I used to have wonderful “I Hate Valentine’s Day” parties back in Pittsburgh. I had couples and singles coming to the parties. Once I had all the people working in a bakery come out to see who had ordered the cake with the cracked heart and the black roses. They could not conceive that someone could not like Valentine’s Day, and they assumed that I had been “jilted” or “stood-up” when, in reality, it’s just a insipid holiday.
Anyone who needs a day set aside to be romantic or passionate really should be alone.

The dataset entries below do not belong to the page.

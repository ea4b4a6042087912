//! ArrayParser for reading arrays element by element.

use std::cell::RefCell;

use ahash::AHashSet;
use chrono::{DateTime, Utc};

use super::{ArrayParsable, Lookup, ObjectParsable, ObjectParser};
use crate::prelude_internal::*;

/// Reads typed elements from one array node, addressed by index.
///
/// Mirrors [`ObjectParser`]; errors for element `i` are located one segment
/// deeper than the array, at `/<array>/<i>`.
#[derive(Debug, Clone)]
pub struct ArrayParser<'a> {
    array: Option<&'a Vec<Value>>,
    reporter: ErrorReporter,
    origin: Origin,
    parsed: RefCell<AHashSet<usize>>,
}

impl<'a> ArrayParser<'a> {
    /// Root parser over an array, addressing by JSON Pointer.
    pub fn new(array: &'a Vec<Value>) -> Self {
        Self::with_reporter(Some(array), ErrorReporter::new())
    }

    /// Root parser over any node. A node that is not an array is reported as
    /// `type-not-array` at the root and the parser does not exist.
    pub fn from_value(value: &'a Value) -> Self {
        Self::from_value_with_reporter(value, ErrorReporter::new())
    }

    pub fn from_value_with_reporter(value: &'a Value, reporter: ErrorReporter) -> Self {
        let array = super::to_array(value, &reporter);
        Self::with_reporter(array, reporter)
    }

    pub fn with_reporter(array: Option<&'a Vec<Value>>, reporter: ErrorReporter) -> Self {
        Self {
            array,
            reporter,
            origin: Origin::default(),
            parsed: RefCell::new(AHashSet::new()),
        }
    }

    /// Same node and aggregator, different location. The derived parser
    /// starts from a copy of the consumed indices.
    pub fn with_source(&self, source: Location) -> Self {
        Self {
            reporter: self.reporter.with_source(source),
            ..self.clone()
        }
    }

    pub fn with_meta(&self, meta: impl Into<Meta>) -> Self {
        Self {
            reporter: self.reporter.with_meta(meta),
            ..self.clone()
        }
    }

    pub fn with_origin(&self, origin: Origin) -> Self {
        Self {
            origin,
            ..self.clone()
        }
    }

    pub fn origin(&self) -> Origin {
        self.origin
    }

    pub fn source(&self) -> Option<&Location> {
        self.reporter.source()
    }

    pub fn meta(&self) -> Option<&Meta> {
        self.reporter.meta()
    }

    pub fn exists(&self) -> bool {
        self.array.is_some()
    }

    /// Number of elements, zero when the array does not exist.
    pub fn len(&self) -> usize {
        self.array.map_or(0, Vec::len)
    }

    pub fn is_empty(&self) -> bool {
        self.len() == 0
    }

    /// Every index of the underlying array.
    pub fn references(&self) -> Vec<usize> {
        (0..self.len()).collect()
    }

    pub fn reference_exists(&self, reference: usize) -> bool {
        reference < self.len()
    }

    pub fn bool(&self, reference: usize) -> Option<bool> {
        self.read(reference, super::to_bool)
    }

    pub fn int(&self, reference: usize) -> Option<i64> {
        self.read(reference, super::to_int)
    }

    pub fn float64(&self, reference: usize) -> Option<f64> {
        self.read(reference, super::to_float64)
    }

    pub fn string(&self, reference: usize) -> Option<String> {
        self.read(reference, super::to_string)
    }

    pub fn string_array(&self, reference: usize) -> Option<Vec<String>> {
        self.read(reference, super::to_string_array)
    }

    pub fn time(&self, reference: usize, layout: &str) -> Option<DateTime<Utc>> {
        self.read(reference, |raw, reporter| super::to_time(raw, layout, reporter))
    }

    pub fn object(&self, reference: usize) -> Option<&'a Map<String, Value>> {
        self.read(reference, super::to_object)
    }

    pub fn array(&self, reference: usize) -> Option<&'a Vec<Value>> {
        self.read(reference, super::to_array)
    }

    pub fn value(&self, reference: usize) -> Option<&'a Value> {
        self.read(reference, |raw, _| Some(raw))
    }

    fn read<T>(
        &self,
        reference: usize,
        convert: impl FnOnce(&'a Value, &ErrorReporter) -> Option<T>,
    ) -> Option<T> {
        self.parsed.borrow_mut().insert(reference);
        let raw = self.array.and_then(|array| array.get(reference));
        Lookup::read(raw, |raw| convert(raw, &self.reporter.with_reference(reference)))
            .into_option()
    }

    pub fn with_reference_object_parser(&self, reference: usize) -> ObjectParser<'a> {
        let object = self.object(reference);
        ObjectParser::with_reporter(object, self.reporter.with_reference(reference))
            .with_origin(self.origin)
    }

    pub fn with_reference_array_parser(&self, reference: usize) -> ArrayParser<'a> {
        let array = self.array(reference);
        ArrayParser::with_reporter(array, self.reporter.with_reference(reference))
            .with_origin(self.origin)
    }

    pub fn with_reference_error_reporter(&self, reference: usize) -> ErrorReporter {
        self.reporter.with_reference(reference)
    }

    pub fn parse_into<T: ArrayParsable + ?Sized>(&self, target: &mut T) {
        target.parse(self);
    }

    /// Build a `T` from this array, or `None` when the array does not exist.
    pub fn parse<T: ArrayParsable + Default>(&self) -> Option<T> {
        if !self.exists() {
            return None;
        }
        let mut target = T::default();
        target.parse(self);
        Some(target)
    }

    /// Build one `T` per element; elements that are not maps yield `None`
    /// after reporting `type-not-object`.
    pub fn parse_each<T: ObjectParsable + Default>(&self) -> Vec<Option<T>> {
        (0..self.len())
            .map(|index| self.with_reference_object_parser(index).parse())
            .collect()
    }

    /// Report `not-parsed` for every index that was never accessed. Reported
    /// indices count as consumed afterwards.
    pub fn not_parsed(&self) {
        let mut parsed = self.parsed.borrow_mut();
        for index in 0..self.len() {
            if parsed.insert(index) {
                self.reporter
                    .with_reference(index)
                    .report_error(ErrorKind::NotParsed);
            }
        }
    }

    pub fn error_reporter(&self) -> &ErrorReporter {
        &self.reporter
    }

    pub fn report_error(&self, kind: ErrorKind) {
        self.reporter.report_error(kind);
    }

    pub fn has_error(&self) -> bool {
        self.reporter.has_error()
    }

    pub fn error(&self) -> Option<Errors> {
        self.reporter.error()
    }

    pub fn result(&self) -> Result<(), Errors> {
        self.reporter.result()
    }
}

The most popular story I heard was that Valentine was a Roman soldier who had converted to Christianity. Imprisoned for his beliefs, he befriended his jailer’s daughter, who asked him about Christianity. So, secretly, Valentine taught her about the new religion, and she converted. Taken to his death, Valentine left a message for his new convert, to maintain her faith in Christ, and he signed it “from your Valentine.” No passion. No romance. Just Christianity being spread from devotee to convert.
Pan (modern statue created by Oberon Zell)
In contrast, Lupercalia dates to ancient Rome, long before the empire. The festivities would start at the Lupercal cave, which is where Romulus and Remus were suckled by the she-wolf. From here, naked young men, wearing belts of animal skin and carrying strips of goat hide, would run around the Palatine. Anyone encountered would be struck by the goat hide strips. This was a form of fertility magic that ensured that crops–and people–would be fruitful.
The ancient Romans weren’t sure who was supposed to be honored at Lupercalia. Certainly Faunus, the ancient pastoral god identified with the Greek gold Pan, was honored at the celebration, but because it all started at the Lupercal cave, there were ties to Romulus and Remus as well. (Lupa is the Latin word for wolf.) Livy claimed that Inuus, the god of sexual intercourse, was originally honored before he became identified with Faunus. In the time of Augustus a new god, Lupercus, was created as the honoree of the celebration.
In an attempt to “sanitize” Lupercalia and bring it into Christianity, Pope Gelasius I in 494 made February 15 the Festival of the Purification of the Virgin Mary.
For traditionalists, however, February 15 will always remain Lupercalia–a much more “earthy” alternative to Valentine’s Day.
Adkins, Lesley, and Roy A. Adkins. Dictionary of Roman Religion (New York: Facts on File, 1996).
Stapleton, Michael. A Dictionary of Greek and Roman Mythology (New York: Dell Publishing Company, 1978).